Implantation d'une carrière

Elle obéit à plusieurs critères :

  • géologiques évidemment,
  • commerciaux : la proximité des lieux de consommation est vitale, le transport comptant pour beaucoup dans le prix de vente.
  • de sécurité
  • réglementaires et environnementaux : 'en France, par exemple, les carrières sont soumises à une autorisation préfectorale. Le préfet établit un schéma départemental qui décrit les zones où l'exploitation d'une carrière est possible. Beaucoup d'autres contraintes réglementaires se rajoutent généralement ; on peut citer principalement, concernant la France :'

La superposition sur une carte de l'ensemble de ces contraintes permet de se rendre compte des possibilités d'ouverture d'une carrière. En pratique, les surfaces disponibles sont réduites, ce qui pose aujourd'hui de sérieux problèmes d'accès à la ressource, alors que la pierre est la deuxième matière naturelle la plus consommée après l'eau (environ 20 kg par jour et par habitant, en France).

Le bail à carrière est non pas un bail commercial, mais un contrat de vente de matériaux à extraire ; la jurisprudence se fonde sur le fait que la matière objet du contrat (argile, granit…) est un meuble par anticipation.

Impact sur l'environnement

L'impact des carrières sur leur environnement varie selon le moment (stade d'exploitation, stades de recolonisation), et selon le type d'extraction et de substrat :

  • Certains gisements sont interdits d'exploitation : c'est le cas de ceux situés dans le lit mineur des cours d'eau (les extractions pour l'entretien justifié des cours d'eau sont des dragages)[11]
  • Les carrières souterraines influent souvent sur l'eau via leurs interactions avec les nappes et avec les eaux superficielles[12]. Le carrier doit pomper les eaux issues du sous-sol pour qu'elles n'envahissent pas la carrière. Et les polluants qui ont éventuellement été dispersés dans une carrière peuvent en fin de vie directement contaminer la nappe. Dans certaines conditions, un drainage acide peut advenir. Inversement, certaines carrières, si elles ne sont pas remblayées[13], offrent en fin d'exploitation un gîte pour les chauve-souris ou pour d'autres espèces (sablières et gravières en particulier[14], qui peuvent accueillir de nombreuses espèces pionnières et des hirondelles de rivage, après avoir éventuellement constitué pour ces espèces une situation de piège écologique[15] - [16]).
  • Les carrières sont le plus souvent abandonnées en fin de vie. Elles représentent un grand danger d'effondrement, car les infiltrations d'eaux les fragilisent. Elles peuvent provoquer de graves dégâts aux habitations construites au-dessus.
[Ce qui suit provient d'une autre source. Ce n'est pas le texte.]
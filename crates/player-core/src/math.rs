//! Transform math shared by the scene store, the motion loop and the hosts

use glam::{EulerRot, Mat3, Mat4, Quat, Vec3};
use serde::{Deserialize, Serialize};

/// Linear interpolation `a + (b - a) * t`
#[inline]
pub fn lerp(a: f32, b: f32, t: f32) -> f32 {
    a + (b - a) * t
}

/// Position, rotation and scale of a node relative to its parent
#[derive(Debug, Clone, Copy, PartialEq, Serialize, Deserialize)]
pub struct Transform {
    pub translation: Vec3,
    pub rotation: Quat,
    pub scale: Vec3,
}

impl Default for Transform {
    fn default() -> Self {
        Self::IDENTITY
    }
}

impl Transform {
    pub const IDENTITY: Self = Self {
        translation: Vec3::ZERO,
        rotation: Quat::IDENTITY,
        scale: Vec3::ONE,
    };

    pub fn from_translation(translation: Vec3) -> Self {
        Self {
            translation,
            ..Self::IDENTITY
        }
    }

    pub fn from_xyz(x: f32, y: f32, z: f32) -> Self {
        Self::from_translation(Vec3::new(x, y, z))
    }

    pub fn with_rotation(mut self, rotation: Quat) -> Self {
        self.rotation = rotation;
        self
    }

    pub fn with_scale(mut self, scale: Vec3) -> Self {
        self.scale = scale;
        self
    }

    /// Affine matrix (scale, then rotation, then translation)
    pub fn to_matrix(&self) -> Mat4 {
        Mat4::from_scale_rotation_translation(self.scale, self.rotation, self.translation)
    }

    /// Decompose an affine matrix back into position, rotation and scale
    pub fn from_matrix(matrix: &Mat4) -> Self {
        let (scale, rotation, translation) = matrix.to_scale_rotation_translation();
        Self {
            translation,
            rotation,
            scale,
        }
    }

    /// Compose `self` (parent) with `child`, giving the child's transform in
    /// the parent's space
    pub fn mul_transform(&self, child: &Transform) -> Transform {
        Transform::from_matrix(&(self.to_matrix() * child.to_matrix()))
    }

    /// Rotate so that -Z points at `target`, keeping `up` as close to +Y of
    /// the result as possible. Leaves the rotation alone when `target`
    /// coincides with the translation.
    pub fn look_at(&mut self, target: Vec3, up: Vec3) {
        if let Some(rotation) = look_rotation(self.translation, target, up) {
            self.rotation = rotation;
        }
    }

    /// Euler angles in XYZ order (the convention glTF tooling exports)
    pub fn euler_xyz(&self) -> (f32, f32, f32) {
        self.rotation.to_euler(EulerRot::XYZ)
    }

    /// Component-wise comparison within `epsilon`. Rotations compare as
    /// orientations, so `q` and `-q` are equal.
    pub fn abs_diff_eq(&self, other: &Transform, epsilon: f32) -> bool {
        self.translation.abs_diff_eq(other.translation, epsilon)
            && self.scale.abs_diff_eq(other.scale, epsilon)
            && (self.rotation.abs_diff_eq(other.rotation, epsilon)
                || self.rotation.abs_diff_eq(-other.rotation, epsilon))
    }
}

/// Rotation of an object at `eye` whose -Z axis faces `target`
pub fn look_rotation(eye: Vec3, target: Vec3, up: Vec3) -> Option<Quat> {
    let back = (eye - target).try_normalize()?;
    let right = up.cross(back).try_normalize()?;
    let up = back.cross(right);
    Some(Quat::from_mat3(&Mat3::from_cols(right, up, back)))
}

#[cfg(test)]
mod tests {
    use super::*;
    use std::f32::consts::FRAC_PI_2;

    #[test]
    fn test_lerp() {
        assert_eq!(lerp(0.0, 10.0, 0.0), 0.0);
        assert_eq!(lerp(0.0, 10.0, 1.0), 10.0);
        assert!((lerp(2.0, 4.0, 0.05) - 2.1).abs() < 1e-6);
    }

    #[test]
    fn test_matrix_round_trip_keeps_components() {
        let t = Transform::from_xyz(1.0, -2.0, 0.5)
            .with_rotation(Quat::from_rotation_y(0.3) * Quat::from_rotation_x(-0.2))
            .with_scale(Vec3::new(2.0, 2.0, 2.0));
        let back = Transform::from_matrix(&t.to_matrix());
        assert!(t.abs_diff_eq(&back, 1e-5));
    }

    #[test]
    fn test_mul_transform_applies_parent_rotation_to_child_offset() {
        let parent = Transform::from_xyz(0.0, 1.0, 0.0).with_rotation(Quat::from_rotation_y(FRAC_PI_2));
        let child = Transform::from_xyz(1.0, 0.0, 0.0);
        let world = parent.mul_transform(&child);
        // +X rotated a quarter turn about Y lands on -Z
        assert!(world.translation.abs_diff_eq(Vec3::new(0.0, 1.0, -1.0), 1e-5));
    }

    #[test]
    fn test_look_at_faces_target() {
        let mut t = Transform::from_xyz(0.0, 1.25, 3.5);
        let target = Vec3::new(0.0, 1.3, 0.0);
        t.look_at(target, Vec3::Y);
        let forward = t.rotation * Vec3::NEG_Z;
        let expected = (target - t.translation).normalize();
        assert!(forward.abs_diff_eq(expected, 1e-5));
    }

    #[test]
    fn test_look_at_degenerate_keeps_rotation() {
        let mut t = Transform::from_xyz(0.0, 1.0, 0.0).with_rotation(Quat::from_rotation_z(0.4));
        let before = t.rotation;
        t.look_at(Vec3::new(0.0, 1.0, 0.0), Vec3::Y);
        assert_eq!(t.rotation, before);
    }
}
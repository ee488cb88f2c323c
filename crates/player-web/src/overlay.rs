//! HTML overlay compositing
//!
//! The menu panel is a real DOM element layered over the canvas. Every
//! frame, after transform propagation, the camera and overlay content
//! poses are turned into CSS `matrix3d` transforms. Only styles that
//! changed since the last frame are queued; on the web the queue is
//! flushed into the DOM (see `dom.rs`).

use bevy::prelude::*;
use bevy::transform::TransformSystems;
use player_core::css3d::{self, StyleCache};
use player_core::math::Transform as CoreTransform;
use player_core::resize::Projection as CoreProjection;
use player_core::{OverlayPlane, ViewportSize};
use player_scene::convert::from_global;
use player_scene::{MainCamera, OverlayContent, ViewState, ViewportChanged};

/// One entry of the panel menu
#[derive(Debug, Clone, Copy, PartialEq, Eq)]
pub struct MenuItem {
    pub label: &'static str,
    pub icon: &'static str,
    pub now_playing: bool,
}

pub const MENU: [MenuItem; 4] = [
    MenuItem {
        label: "♪  Now Playing",
        icon: "⏸",
        now_playing: true,
    },
    MenuItem {
        label: "The Start Radio",
        icon: "→",
        now_playing: false,
    },
    MenuItem {
        label: "Favourite Albums",
        icon: "→",
        now_playing: false,
    },
    MenuItem {
        label: "Staff Playlists",
        icon: "→",
        now_playing: false,
    },
];

const PANEL_CSS: &str = "\
.music-player { width: 100%; height: 100%; display: flex; flex-direction: column; }
.header { text-align: center; padding: 48px; }
.menu { flex: 1; display: flex; flex-direction: column; gap: 4px; }
.menu-item { padding: 24px 48px; font-weight: 600; font-size: 40px; cursor: pointer; transition: all 0.2s ease; display: flex; justify-content: space-between; align-items: center; width: 100%; box-sizing: border-box; }
.menu-item:hover { color: #000; background: rgba(255, 255, 255, 1.0); }
.menu-item .icon { opacity: 0.7; font-size: 16px; }
.menu-item:hover .icon { opacity: 1; }
.now-playing { background: rgba(255, 255, 255, 0.1); border-left: 3px solid #ffffff; }
";

/// Header wordmark
const WORDMARK_SVG: &str = concat!(
    r##"<svg height="48" viewBox="0 0 166 22" fill="none" xmlns="http://www.w3.org/2000/svg">"##,
    r##"<path d="M149.188 1.10353V4.5314H155.519V20.6874H159.442V4.5314H165.769V1.10353H149.188Z" fill="#DEDEDE"/>"##,
    r##"<path d="M146.838 10.397C147.398 9.48588 147.677 8.3891 147.677 7.11353C147.677 5.16752 147.007 3.67535 145.653 2.66452C144.331 1.66057 142.407 1.16891 139.916 1.16891H132.421V20.7528H136.244V13.4226H140.363C140.559 13.4054 140.741 13.3848 140.909 13.3676L144.516 20.7528H148.748L144.489 12.4668C145.519 11.9545 146.303 11.2669 146.838 10.397ZM147.505 7.11353V7.34733C147.501 7.38859 147.498 7.42641 147.495 7.46767C147.498 7.35077 147.505 7.23387 147.505 7.11697V7.11353ZM145.67 2.89488C145.732 2.94302 145.787 3.00147 145.846 3.05304C145.749 2.96708 145.657 2.88113 145.55 2.80205L145.67 2.89488ZM140.147 1.34426C140.274 1.34426 140.391 1.35458 140.514 1.35801C140.315 1.35114 140.123 1.34426 139.916 1.34426H140.147ZM140.696 13.2163L140.349 13.2507C140.593 13.2301 140.813 13.206 141.012 13.1854C140.913 13.1957 140.806 13.206 140.696 13.2197V13.2163ZM143.067 9.37586L142.96 9.46525C142.386 9.93628 141.421 10.1907 140.02 10.1907H136.248V4.40081H139.786C141.28 4.40081 142.318 4.6346 142.936 5.06781C143.541 5.49071 143.857 6.18179 143.857 7.1823C143.857 8.18281 143.585 8.90827 143.067 9.3793V9.37586Z" fill="#DEDEDE"/>"##,
    r##"<path d="M32.3947 8.94408H23.8892V1.24942H19.9662V20.8333H23.8892V12.506H32.3947V20.8333H36.2834V1.24942H32.3947V8.94408Z" fill="#DEDEDE"/>"##,
    r##"<path d="M113.829 1.16891H97.2468V4.60022H103.574V20.7528H107.497V4.60022H113.829V1.16891Z" fill="#DEDEDE"/>"##,
    r##"<path d="M94.502 11.2668C93.5573 10.3866 92.0768 9.75053 90.0809 9.34482L86.9274 8.73627L86.7247 8.69845C85.8041 8.51622 85.1377 8.2618 84.7048 7.94548L84.6155 7.87672C84.1758 7.51571 83.9491 7.00686 83.9491 6.31922C83.9491 5.48718 84.2617 4.87862 84.8835 4.47292C85.5155 4.0569 86.4877 3.83685 87.8206 3.83685C89.0641 3.83685 89.971 4.06721 90.5687 4.50042V4.50386C91.187 4.91644 91.6439 5.6144 91.9222 6.62866L91.9565 6.75587H95.694L95.6734 6.56677L95.6219 6.0923V6.08543V6.07855L95.591 5.91008C95.2543 4.18755 94.4608 2.87416 93.1898 1.99055C91.8913 1.08287 90.0981 0.639343 87.824 0.639343C85.4915 0.639343 83.6193 1.11037 82.2246 2.06963L82.0906 2.16246C80.6753 3.19048 79.9643 4.62764 79.9643 6.44644C79.9643 8.09676 80.4761 9.39984 81.5135 10.3247L81.6132 10.4107C82.6471 11.2805 84.2651 11.9028 86.4362 12.2913L89.0194 12.7555H89.0229C90.1153 12.9309 90.871 13.2334 91.321 13.6426L91.3279 13.6494C91.7882 14.0311 92.0287 14.5743 92.0287 15.3066C92.0287 16.2487 91.7126 16.9295 91.1046 17.3833C90.4863 17.844 89.5347 18.0881 88.2259 18.0881C86.79 18.0881 85.7079 17.8475 84.9556 17.3833L84.8113 17.287C84.0865 16.7679 83.6296 15.953 83.4578 14.815L83.4338 14.6706H79.5211L79.5383 14.8562C79.7169 16.9535 80.5345 18.5592 81.991 19.6559C83.4682 20.7493 85.519 21.2822 88.1229 21.2822C90.555 21.2822 92.4855 20.7562 93.894 19.6869C95.3093 18.5901 96.0169 17.0911 96.0169 15.2035C96.0169 13.5841 95.5497 12.2913 94.5982 11.3527L94.5054 11.2633L94.502 11.2668Z" fill="#DEDEDE"/>"##,
    r##"<path d="M67.2467 11.2976C64.1207 10.9022 61.4893 13.5358 61.8809 16.668C62.1489 18.7997 63.8699 20.5256 66.0032 20.7938C69.1326 21.1892 71.764 18.5556 71.3689 15.4234C71.101 13.2917 69.38 11.5657 67.2467 11.2976Z" fill="#DEDEDE"/>"##,
    r##"<path d="M118.897 1.16891L118.855 1.27894L111.308 20.7528H115.324L117.079 16.0081H124.829L126.578 20.6393L126.619 20.7494H130.734L123.177 1.16891H118.897ZM118.165 12.7453L120.937 5.09188L123.771 12.7453H118.165Z" fill="#DEDEDE"/>"##,
    r##"<path d="M0.855957 4.68073H7.18702V20.8333H11.11V4.68073H17.4377V1.24942H0.855957V4.68073Z" fill="#DEDEDE"/>"##,
    r##"<path d="M39.8958 20.8333H53.7293V17.6049H43.7878V12.4063H52.9323V9.17787H43.7878V4.48131H53.7293V1.24942H39.8958V20.8333Z" fill="#DEDEDE"/>"##,
    "</svg>",
);

const FONT_STACK: &str = "-apple-system, BlinkMacSystemFont, 'Segoe UI', Roboto, sans-serif";

/// Inner HTML of the panel element
pub fn panel_markup() -> String {
    let mut html = format!("<style>{}</style>", PANEL_CSS);
    html.push_str("<div class=\"music-player\"><div class=\"header\">");
    html.push_str(WORDMARK_SVG);
    html.push_str("</div><div class=\"menu\">");
    for item in MENU {
        let class = if item.now_playing {
            "menu-item now-playing"
        } else {
            "menu-item"
        };
        html.push_str(&format!(
            "<div class=\"{}\"><span>{}</span><span class=\"icon\">{}</span></div>",
            class, item.label, item.icon
        ));
    }
    html.push_str("</div></div>");
    html
}

/// Fixed inline styles of the panel element
pub fn panel_style(plane: &OverlayPlane) -> Vec<(&'static str, String)> {
    vec![
        ("position", "absolute".to_string()),
        ("width", format!("{}px", plane.width_px)),
        ("height", format!("{}px", plane.height_px)),
        ("border-radius", format!("{}px", plane.border_radius_px)),
        ("color", "#fff".to_string()),
        ("overflow", "hidden".to_string()),
        ("box-sizing", "border-box".to_string()),
        ("flex-direction", "column".to_string()),
        ("font-family", FONT_STACK.to_string()),
        ("pointer-events", "none".to_string()),
    ]
}

/// Elements the compositor writes to
#[derive(Debug, Clone, Copy, PartialEq, Eq, Hash)]
pub enum OverlayElement {
    /// Layer covering the canvas; carries the perspective
    Root,
    /// Holds the inverse camera transform
    Camera,
    /// The menu panel
    Panel,
}

/// A single inline style assignment
#[derive(Debug, Clone, PartialEq, Eq)]
pub struct StyleWrite {
    pub element: OverlayElement,
    pub property: &'static str,
    pub value: String,
}

/// Style queue with change detection
#[derive(Resource, Default)]
pub struct Compositor {
    cache: StyleCache,
    pending: Vec<StyleWrite>,
}

impl Compositor {
    /// Queue `value` unless it is what was last written
    pub fn write(&mut self, element: OverlayElement, property: &'static str, value: String) {
        let key = format!("{:?}.{}", element, property);
        if self.cache.update(&key, &value).is_some() {
            self.pending.push(StyleWrite {
                element,
                property,
                value,
            });
        }
    }

    pub fn drain(&mut self) -> std::vec::Drain<'_, StyleWrite> {
        self.pending.drain(..)
    }

    pub fn pending(&self) -> &[StyleWrite] {
        &self.pending
    }

    /// Resize the root and camera layers to the viewport
    pub fn resize(&mut self, viewport: &ViewportSize) {
        for element in [OverlayElement::Root, OverlayElement::Camera] {
            self.write(element, "width", format!("{}px", viewport.width));
            self.write(element, "height", format!("{}px", viewport.height));
        }
    }

    /// Queue the styles for one frame. The panel stays hidden until the
    /// overlay content exists.
    pub fn compose(
        &mut self,
        camera_world: &CoreTransform,
        content_world: Option<&CoreTransform>,
        projection: &CoreProjection,
        viewport: &ViewportSize,
    ) {
        let camera = css3d::camera_style(camera_world, projection, viewport);
        self.write(
            OverlayElement::Root,
            "perspective",
            format!("{}px", camera.perspective_px),
        );
        self.write(OverlayElement::Camera, "transform", camera.transform);

        match content_world {
            Some(world) => {
                self.write(OverlayElement::Panel, "transform", css3d::object_style(world));
                self.write(OverlayElement::Panel, "display", "flex".to_string());
            }
            None => self.write(OverlayElement::Panel, "display", "none".to_string()),
        }
    }
}

/// Plugin for the overlay compositor
pub struct OverlayPlugin;

impl Plugin for OverlayPlugin {
    fn build(&self, app: &mut App) {
        app.init_resource::<Compositor>().add_systems(
            PostUpdate,
            composite_overlay.after(TransformSystems::Propagate),
        );

        #[cfg(target_arch = "wasm32")]
        app.add_systems(Startup, crate::dom::mount_overlay).add_systems(
            PostUpdate,
            crate::dom::flush_styles.after(composite_overlay),
        );

        #[cfg(not(target_arch = "wasm32"))]
        app.add_systems(PostUpdate, discard_styles.after(composite_overlay));
    }
}

/// Without a DOM there is nothing to flush into
#[cfg(not(target_arch = "wasm32"))]
fn discard_styles(mut compositor: ResMut<Compositor>) {
    let dropped = compositor.drain().count();
    if dropped > 0 {
        tracing::trace!(dropped, "Discarded overlay styles");
    }
}

fn composite_overlay(
    mut changes: MessageReader<ViewportChanged>,
    view: Res<ViewState>,
    cameras: Query<&GlobalTransform, With<MainCamera>>,
    contents: Query<&GlobalTransform, With<OverlayContent>>,
    mut compositor: ResMut<Compositor>,
) {
    for change in changes.read() {
        compositor.resize(&change.viewport);
    }

    let Some(viewport) = view.viewport else {
        return;
    };
    let Ok(camera) = cameras.single() else {
        return;
    };
    let content = contents.iter().next().map(from_global);

    compositor.compose(
        &from_global(camera),
        content.as_ref(),
        &view.projection,
        &viewport,
    );
}

#[cfg(test)]
mod tests {
    use super::*;
    use player_core::config::CameraConfig;
    use player_core::glam::Vec3;

    fn viewport() -> ViewportSize {
        ViewportSize::new(1280.0, 720.0, 1.0)
    }

    fn camera_world() -> CoreTransform {
        let mut camera = CoreTransform::from_xyz(0.0, 1.25, 3.5);
        camera.look_at(Vec3::new(0.0, 1.3, 0.0), Vec3::Y);
        camera
    }

    #[test]
    fn test_panel_markup_lists_menu() {
        let html = panel_markup();
        for item in MENU {
            assert!(html.contains(item.label));
        }
        assert_eq!(html.matches("now-playing\"").count(), 1);
        assert_eq!(html.matches("class=\"menu-item").count(), 4);
    }

    #[test]
    fn test_panel_header_is_wordmark() {
        let html = panel_markup();
        assert!(html.contains("<div class=\"header\"><svg height=\"48\" viewBox=\"0 0 166 22\""));
        assert_eq!(html.matches("<path ").count(), 9);
        assert_eq!(html.matches("fill=\"#DEDEDE\"").count(), 9);
        assert!(!html.contains("letter-spacing"));
    }

    #[test]
    fn test_panel_style_uses_plane_size() {
        let style = panel_style(&OverlayPlane::default());
        assert!(style.contains(&("width", "1024px".to_string())));
        assert!(style.contains(&("height", "682px".to_string())));
        assert!(style.contains(&("border-radius", "100px".to_string())));
    }

    #[test]
    fn test_panel_hidden_until_content_exists() {
        let projection = CoreProjection::new(&CameraConfig::default(), viewport().aspect());
        let mut compositor = Compositor::default();
        compositor.compose(&camera_world(), None, &projection, &viewport());

        let display: Vec<_> = compositor
            .drain()
            .filter(|w| w.element == OverlayElement::Panel)
            .collect();
        assert_eq!(display.len(), 1);
        assert_eq!(display[0].value, "none");

        let content = CoreTransform::from_xyz(0.0, 1.3, 0.0);
        compositor.compose(&camera_world(), Some(&content), &projection, &viewport());
        let panel: Vec<_> = compositor
            .drain()
            .filter(|w| w.element == OverlayElement::Panel)
            .map(|w| w.property)
            .collect();
        assert_eq!(panel, vec!["transform", "display"]);
    }

    #[test]
    fn test_unchanged_frame_writes_nothing() {
        let projection = CoreProjection::new(&CameraConfig::default(), viewport().aspect());
        let content = CoreTransform::from_xyz(0.0, 1.3, 0.0);
        let mut compositor = Compositor::default();

        compositor.compose(&camera_world(), Some(&content), &projection, &viewport());
        assert!(!compositor.pending().is_empty());
        compositor.drain();

        compositor.compose(&camera_world(), Some(&content), &projection, &viewport());
        assert!(compositor.pending().is_empty());
    }

    #[test]
    fn test_resize_is_idempotent() {
        let mut compositor = Compositor::default();
        compositor.resize(&viewport());
        assert_eq!(compositor.drain().count(), 4);
        compositor.resize(&viewport());
        assert_eq!(compositor.pending().len(), 0);
    }

    #[test]
    fn test_native_app_drains_style_queue() {
        let mut app = App::new();
        app.add_message::<ViewportChanged>()
            .insert_resource(ViewState {
                projection: CoreProjection::new(&CameraConfig::default(), 1.0),
                viewport: None,
            })
            .add_plugins(OverlayPlugin);

        app.world_mut()
            .resource_mut::<Compositor>()
            .resize(&viewport());
        assert_eq!(app.world().resource::<Compositor>().pending().len(), 4);

        app.update();
        assert!(app.world().resource::<Compositor>().pending().is_empty());
    }
}
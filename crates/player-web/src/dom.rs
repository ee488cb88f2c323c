//! DOM side of the overlay compositor (browser only)

use bevy::prelude::*;
use player_core::OverlayPlane;
use player_scene::SceneSettings;
use wasm_bindgen::{JsCast, JsValue};
use web_sys::{Document, HtmlElement};

use crate::overlay::{panel_markup, panel_style, Compositor, OverlayElement, StyleWrite};

/// The three overlay layers, held as a non-send resource
pub struct OverlayDom {
    root: HtmlElement,
    camera: HtmlElement,
    panel: HtmlElement,
}

fn create_div(document: &Document) -> Result<HtmlElement, JsValue> {
    document
        .create_element("div")?
        .dyn_into::<HtmlElement>()
        .map_err(|_| JsValue::from_str("div is not an HtmlElement"))
}

fn set_styles(element: &HtmlElement, styles: &[(&str, &str)]) -> Result<(), JsValue> {
    let style = element.style();
    for (property, value) in styles {
        style.set_property(property, value)?;
    }
    Ok(())
}

impl OverlayDom {
    /// Build the layers and attach them next to the canvas
    pub fn mount(canvas_selector: &str, plane: &OverlayPlane) -> Result<Self, JsValue> {
        let window = web_sys::window().ok_or_else(|| JsValue::from_str("no window object"))?;
        let document = window
            .document()
            .ok_or_else(|| JsValue::from_str("no document object"))?;

        let root = create_div(&document)?;
        set_styles(
            &root,
            &[
                ("position", "absolute"),
                ("top", "0"),
                ("left", "0"),
                ("overflow", "hidden"),
                ("pointer-events", "none"),
            ],
        )?;

        let camera = create_div(&document)?;
        set_styles(
            &camera,
            &[("transform-style", "preserve-3d"), ("pointer-events", "none")],
        )?;

        let panel = create_div(&document)?;
        for (property, value) in panel_style(plane) {
            panel.style().set_property(property, &value)?;
        }
        panel.style().set_property("display", "none")?;
        panel.set_inner_html(&panel_markup());

        camera.append_child(&panel)?;
        root.append_child(&camera)?;

        let host = document
            .query_selector(canvas_selector)?
            .and_then(|canvas| canvas.parent_element())
            .or_else(|| document.body().map(Into::into))
            .ok_or_else(|| JsValue::from_str("no element to attach the overlay to"))?;
        host.append_child(&root)?;

        Ok(Self {
            root,
            camera,
            panel,
        })
    }

    fn element(&self, element: OverlayElement) -> &HtmlElement {
        match element {
            OverlayElement::Root => &self.root,
            OverlayElement::Camera => &self.camera,
            OverlayElement::Panel => &self.panel,
        }
    }

    pub fn apply(&self, write: &StyleWrite) -> Result<(), JsValue> {
        self.element(write.element)
            .style()
            .set_property(write.property, &write.value)
    }
}

pub fn mount_overlay(world: &mut World) {
    let Some(settings) = world.get_resource::<SceneSettings>() else {
        tracing::error!("mount_overlay: scene settings missing");
        return;
    };
    let plane = OverlayPlane::new(&settings.0.overlay);
    let canvas = settings.0.render.canvas.clone();

    match OverlayDom::mount(&canvas, &plane) {
        Ok(dom) => {
            tracing::info!("Overlay mounted next to {}", canvas);
            world.insert_non_send_resource(dom);
        }
        Err(e) => tracing::error!("mount_overlay: failed to build overlay: {:?}", e),
    }
}

pub fn flush_styles(dom: Option<NonSend<OverlayDom>>, mut compositor: ResMut<Compositor>) {
    let Some(dom) = dom else {
        compositor.drain();
        return;
    };
    for write in compositor.drain() {
        if let Err(e) = dom.apply(&write) {
            tracing::warn!("Failed to set {} on {:?}: {:?}", write.property, write.element, e);
        }
    }
}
Nombreuses dans l'Est de la France, mais aussi en région parisienne, elles sont attentivement suivies par les services de la préfecture, l'INERIS (Institut National de l'Environnement industriel et des RISques) et le B.R.G.M. ;
  • Les carrières à ciel ouvert en roche massive modifient de façon importante le paysage, en créant des falaises, en découpant des collines, en créant des trous profonds en plaine. Les hauteurs de front d'abattage n'étaient auparavant pas réglementées et des fronts de plus de 30 mètres étaient courants. Ces hauteurs importantes accentuaient l'aspect vertigineux de ces changements ;
  • Il est difficile de mesurer l'impact à long terme des extractions dans les lits des rivières ou en mer, cela dépend de la résilience écologique du milieu et de la rapidité du retour des alluvions. Les extractions des gravières sur des gisements sédimentaires mènent souvent à la création de plans d'eau nouveaux en laissant la nappe phréatique sortir à l'air libre.

Impacts des carrières en exploitation

À court terme, ces impacts sont :

  • les vibrations des tirs de mine : les tirs n'étant jamais parfaits, ils subissent une déperdition d'énergie. La réglementation fixe des limites strictes aux vibrations maximales admises sur les structures autour des carrières. Le respect de la réglementation n'empêche pas les réclamations (dont certaines ne sont pas toujours exemptes de mauvaise foi et de calculs financiers) ;
  • les vibrations du transport par camion : bien moins remarquées, car non spécifiques aux carrières, leur intensité est souvent bien supérieure à celles des tirs de mine ;
  • le bruit : les appareils de broyage sont particulièrement bruyants, tout comme le bruit de la roche tombant dans la benne d'un camion vide et le bruit des avertisseurs sonores de recul des engins. La réglementation encadre là aussi les niveaux de bruit maximaux acceptables en bordure d'exploitation en période diurne et nocturne ;
  • la poussière : la circulation des engins sur les pistes, ainsi que le concassage et le criblage soulèvent beaucoup de poussière. Dans les carrières dont la roche est riche en silice (Bretagne, Basse-Normandie, Massif central...) cette poussière contient suffisamment de silice libre pour provoquer l'apparition de silicose parmi le personnel, après une exposition continue et durable (de plusieurs années). En France les carriers doivent mesurer les retombées de poussière en bordure d'exploitation. Cependant, la méthode de mesure qui est généralement mise en place (méthode dite « des plaquettes ») ne permet pas d'avoir une évaluation sanitaire des effets des poussières sur la population. En effet, cette méthode mesure le poids des poussières se déposant sur une plaquette. Cela ne permet pas de savoir quelle est la granulométrie des poussières émises. Or l'impact sanitaire des poussières est directement lié à ce paramètre.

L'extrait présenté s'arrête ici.